Institute for High Performance Computing and Networking-ICAR, National Research Council of Italy-CNR, Via P. Bucci 41C, 87036 Rende-CS, Italy.
IEEE/ACM Trans Comput Biol Bioinform. 2012 May-Jun;9(3):717-30. doi: 10.1109/TCBB.2011.158.
Several approaches have been presented in the literature to cluster Protein-Protein Interaction (PPI) networks. They can be grouped in two main categories: those allowing a protein to participate in different clusters and those generating only nonoverlapping clusters.
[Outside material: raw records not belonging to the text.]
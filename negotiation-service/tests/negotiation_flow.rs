mod common;

use common::{approx, TestApp};
use serde_json::json;

#[tokio::test]
async fn quote_counter_accept_flow() {
    let app = TestApp::spawn().await;
    let session_id = app.create_session(500).await;

    let quote = app
        .call_ok(
            "request_supplier_quote",
            json!({ "session_id": session_id, "supplier_id": "sup-1", "urgency": "high" }),
        )
        .await;
    assert_eq!(quote["round_number"], 1);
    assert_eq!(quote["supplier_name"], "Acme Components");
    assert_eq!(quote["status"], "received");
    assert_eq!(quote["simulated"], true);
    assert!(approx(&quote["offered_price"], 4.79));
    assert!(approx(&quote["total_value"], 2395.0));

    let counter = app
        .call_ok(
            "submit_counter_offer",
            json!({
                "session_id": session_id,
                "supplier_id": "sup-1",
                "counter_price": 4.50,
                "justification": "Competing bid at 4.50"
            }),
        )
        .await;
    assert_eq!(counter["round_number"], 2);
    assert_eq!(counter["status"], "countered");
    assert!(approx(&counter["our_counter_price"], 4.5));
    assert!(approx(&counter["their_response_price"], 4.645));
    assert!(approx(&counter["discount_requested_percent"], 6.05));
    assert!(approx(&counter["total_value"], 2322.5));

    let accepted = app
        .call_ok(
            "accept_supplier_offer",
            json!({ "session_id": session_id, "supplier_id": "sup-1", "notes": "Good terms" }),
        )
        .await;
    assert_eq!(accepted["status"], "completed");
    assert_eq!(accepted["winning_supplier_id"], "sup-1");
    assert!(approx(&accepted["final_price"], 4.645));
    assert!(approx(&accepted["total_value"], 2322.5));
    assert_eq!(accepted["rounds_completed"], 2);

    let status = app
        .call_ok("get_negotiation_status", json!({ "session_id": session_id }))
        .await;
    assert_eq!(status["status"], "completed");
    let rounds = status["rounds"].as_array().unwrap();
    assert_eq!(rounds.len(), 2);
    assert_eq!(rounds[0]["status"], "countered");
    assert!(approx(&rounds[0]["counter_price"], 4.5));
    assert_eq!(rounds[1]["offer_type"], "counter");
    assert_eq!(rounds[1]["status"], "accepted");

    // Terminal sessions refuse further quotes.
    let code = app
        .call_err(
            "request_supplier_quote",
            json!({ "session_id": session_id, "supplier_id": "sup-2" }),
        )
        .await;
    assert_eq!(code, "InvalidState");
}

#[tokio::test]
async fn compare_ranks_live_offers() {
    let app = TestApp::spawn().await;
    let session_id = app.create_session(100).await;

    for supplier_id in ["sup-1", "sup-2"] {
        app.call_ok(
            "request_supplier_quote",
            json!({ "session_id": session_id, "supplier_id": supplier_id }),
        )
        .await;
    }

    let comparison = app
        .call_ok(
            "compare_negotiation_offers",
            json!({ "session_id": session_id, "criteria": "price" }),
        )
        .await;
    assert_eq!(comparison["criteria"], "price");
    assert_eq!(comparison["offers_count"], 2);
    // 4.00 * 1.14 = 4.56 beats 4.20 * 1.14 = 4.79
    assert_eq!(comparison["best_offer"]["supplier_id"], "sup-2");
    assert!(approx(&comparison["best_offer"]["offered_price"], 4.56));
    assert_eq!(comparison["ranked_suppliers"][1]["supplier_id"], "sup-1");
    assert_eq!(comparison["ranked_suppliers"][1]["rank"], 2);
}

#[tokio::test]
async fn unknown_session_and_supplier_are_not_found() {
    let app = TestApp::spawn().await;

    let code = app
        .call_err("get_negotiation_status", json!({ "session_id": "neg-missing" }))
        .await;
    assert_eq!(code, "NotFound");

    let session_id = app.create_session(10).await;
    let code = app
        .call_err(
            "request_supplier_quote",
            json!({ "session_id": session_id, "supplier_id": "sup-unknown" }),
        )
        .await;
    assert_eq!(code, "NotFound");
}

#[tokio::test]
async fn accepting_without_an_offer_is_invalid() {
    let app = TestApp::spawn().await;
    let session_id = app.create_session(10).await;

    let code = app
        .call_err(
            "accept_supplier_offer",
            json!({ "session_id": session_id, "supplier_id": "sup-1" }),
        )
        .await;
    assert_eq!(code, "InvalidState");
}

#[tokio::test(flavor = "multi_thread", worker_threads = 4)]
async fn concurrent_quotes_land_in_one_session() {
    let app = TestApp::spawn().await;
    let session_id = app.create_session(50).await;

    let calls = ["sup-1", "sup-2", "sup-3"].map(|supplier_id| {
        let client = app.client.clone();
        let url = format!("{}/mcp", app.address);
        let body = json!({
            "method": "tools/call",
            "params": {
                "name": "request_supplier_quote",
                "arguments": { "session_id": session_id, "supplier_id": supplier_id }
            }
        });
        tokio::spawn(async move {
            let response = client.post(url).json(&body).send().await.unwrap();
            response.json::<serde_json::Value>().await.unwrap()
        })
    });

    for call in calls {
        let result = call.await.unwrap();
        assert_eq!(result["isError"], false, "{}", result);
    }

    let status = app
        .call_ok("get_negotiation_status", json!({ "session_id": session_id }))
        .await;
    let rounds = status["rounds"].as_array().unwrap();
    assert_eq!(rounds.len(), 3);
    assert!(rounds.iter().all(|round| round["round_number"] == 1));
    assert_eq!(status["current_round"], 1);
}

fn tool_call(name: &str, arguments: serde_json::Value) -> serde_json::Value {
    json!({
        "method": "tools/call",
        "params": { "name": name, "arguments": arguments }
    })
}

async fn fan_out(app: &TestApp, bodies: Vec<serde_json::Value>) -> Vec<serde_json::Value> {
    let calls: Vec<_> = bodies
        .into_iter()
        .map(|body| {
            let client = app.client.clone();
            let url = format!("{}/mcp", app.address);
            tokio::spawn(async move {
                let response = client.post(url).json(&body).send().await.unwrap();
                response.json::<serde_json::Value>().await.unwrap()
            })
        })
        .collect();

    let mut results = Vec::new();
    for call in calls {
        results.push(call.await.unwrap());
    }
    results
}

#[tokio::test(flavor = "multi_thread", worker_threads = 4)]
async fn parallel_quotes_for_one_supplier_admit_one() {
    let app = TestApp::spawn().await;
    let session_id = app.create_session(50).await;

    let bodies = (0..6)
        .map(|_| {
            tool_call(
                "request_supplier_quote",
                json!({ "session_id": session_id, "supplier_id": "sup-1" }),
            )
        })
        .collect();
    let results = fan_out(&app, bodies).await;

    let succeeded = results.iter().filter(|r| r["isError"] == false).count();
    assert_eq!(succeeded, 1);
    assert!(results
        .iter()
        .filter(|r| r["isError"] == true)
        .all(|r| r["errorCode"] == "InvalidState"));

    let status = app
        .call_ok("get_negotiation_status", json!({ "session_id": session_id }))
        .await;
    assert_eq!(status["rounds"].as_array().unwrap().len(), 1);
}

#[tokio::test(flavor = "multi_thread", worker_threads = 4)]
async fn parallel_counters_for_one_supplier_stay_contiguous() {
    let app = TestApp::spawn().await;
    let session_id = app.create_session(50).await;
    app.call_ok(
        "request_supplier_quote",
        json!({ "session_id": session_id, "supplier_id": "sup-1" }),
    )
    .await;

    let bodies = (0..6)
        .map(|n| {
            tool_call(
                "submit_counter_offer",
                json!({
                    "session_id": session_id,
                    "supplier_id": "sup-1",
                    "counter_price": 3.50,
                    "justification": format!("Counter {n}")
                }),
            )
        })
        .collect();
    let results = fan_out(&app, bodies).await;

    // The quote used round 1 of 3.
    let succeeded = results.iter().filter(|r| r["isError"] == false).count();
    assert_eq!(succeeded, 2);
    assert!(results
        .iter()
        .filter(|r| r["isError"] == true)
        .all(|r| r["errorCode"] == "InvalidState"));

    let status = app
        .call_ok("get_negotiation_status", json!({ "session_id": session_id }))
        .await;
    let numbers: Vec<u64> = status["rounds"]
        .as_array()
        .unwrap()
        .iter()
        .map(|round| round["round_number"].as_u64().unwrap())
        .collect();
    assert_eq!(numbers, vec![1, 2, 3]);
    assert_eq!(status["current_round"], 3);
}

#[tokio::test]
async fn compare_tolerates_a_vanishing_target() {
    let app = TestApp::spawn().await;
    let created = app
        .call_ok(
            "create_negotiation_session",
            json!({ "items": [{ "sku": "SKU-100", "quantity": 10 }], "target_price": 1e-27 }),
        )
        .await;
    let session_id = created["session_id"].as_str().unwrap();
    app.call_ok(
        "request_supplier_quote",
        json!({ "session_id": session_id, "supplier_id": "sup-1" }),
    )
    .await;

    let comparison = app
        .call_ok(
            "compare_negotiation_offers",
            json!({ "session_id": session_id, "criteria": "price" }),
        )
        .await;
    assert_eq!(comparison["best_offer"]["supplier_id"], "sup-1");
    assert!(comparison["best_offer"]["vs_target_percent"].is_null());
}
In both cases, a challenging task is to find a suitable compromise between the biological relevance of the results and a comprehensive coverage of the analyzed networks. Indeed, methods returning high accurate results are often able to cover only small parts of the input PPI network, especially when low-characterized networks are considered. We present a coclustering-based technique able to generate both overlapping and nonoverlapping clusters. The density of the clusters to search for can also be set by the user. We tested our method on the two networks of yeast and human, and compared it to other five well-known techniques on the same interaction data sets. The results showed that, for all the examples considered, our approach always reaches a good compromise between accuracy and network coverage. Furthermore, the behavior of our algorithm is not influenced by the structure of the input network, different from all the techniques considered in the comparison, which returned very good results on the yeast network, while on the human network their outcomes are rather poor.
文献中提出了几种聚类蛋白质-蛋白质相互作用(PPI)网络的方法。它们可以分为两大类:允许一个蛋白质参与不同簇的方法和生成非重叠簇的方法。在这两种情况下,一个具有挑战性的任务是在结果的生物学相关性和对分析网络的全面覆盖之间找到一个合适的折衷。事实上,返回高精度结果的方法通常只能覆盖输入 PPI 网络的一小部分,特别是在考虑低特征网络时。我们提出了一种基于共聚类的技术,能够生成重叠和非重叠的簇。用户还可以设置要搜索的簇的密度。我们在酵母和人类的两个网络上测试了我们的方法,并将其与同一交互数据集上的其他五种著名技术进行了比较。结果表明,对于所有考虑的示例,我们的方法始终在准确性和网络覆盖之间达到良好的折衷。此外,我们算法的行为不受输入网络结构的影响,与比较中考虑的所有技术都不同,这些技术在酵母网络上取得了很好的结果,而在人类网络上它们的结果则相当差。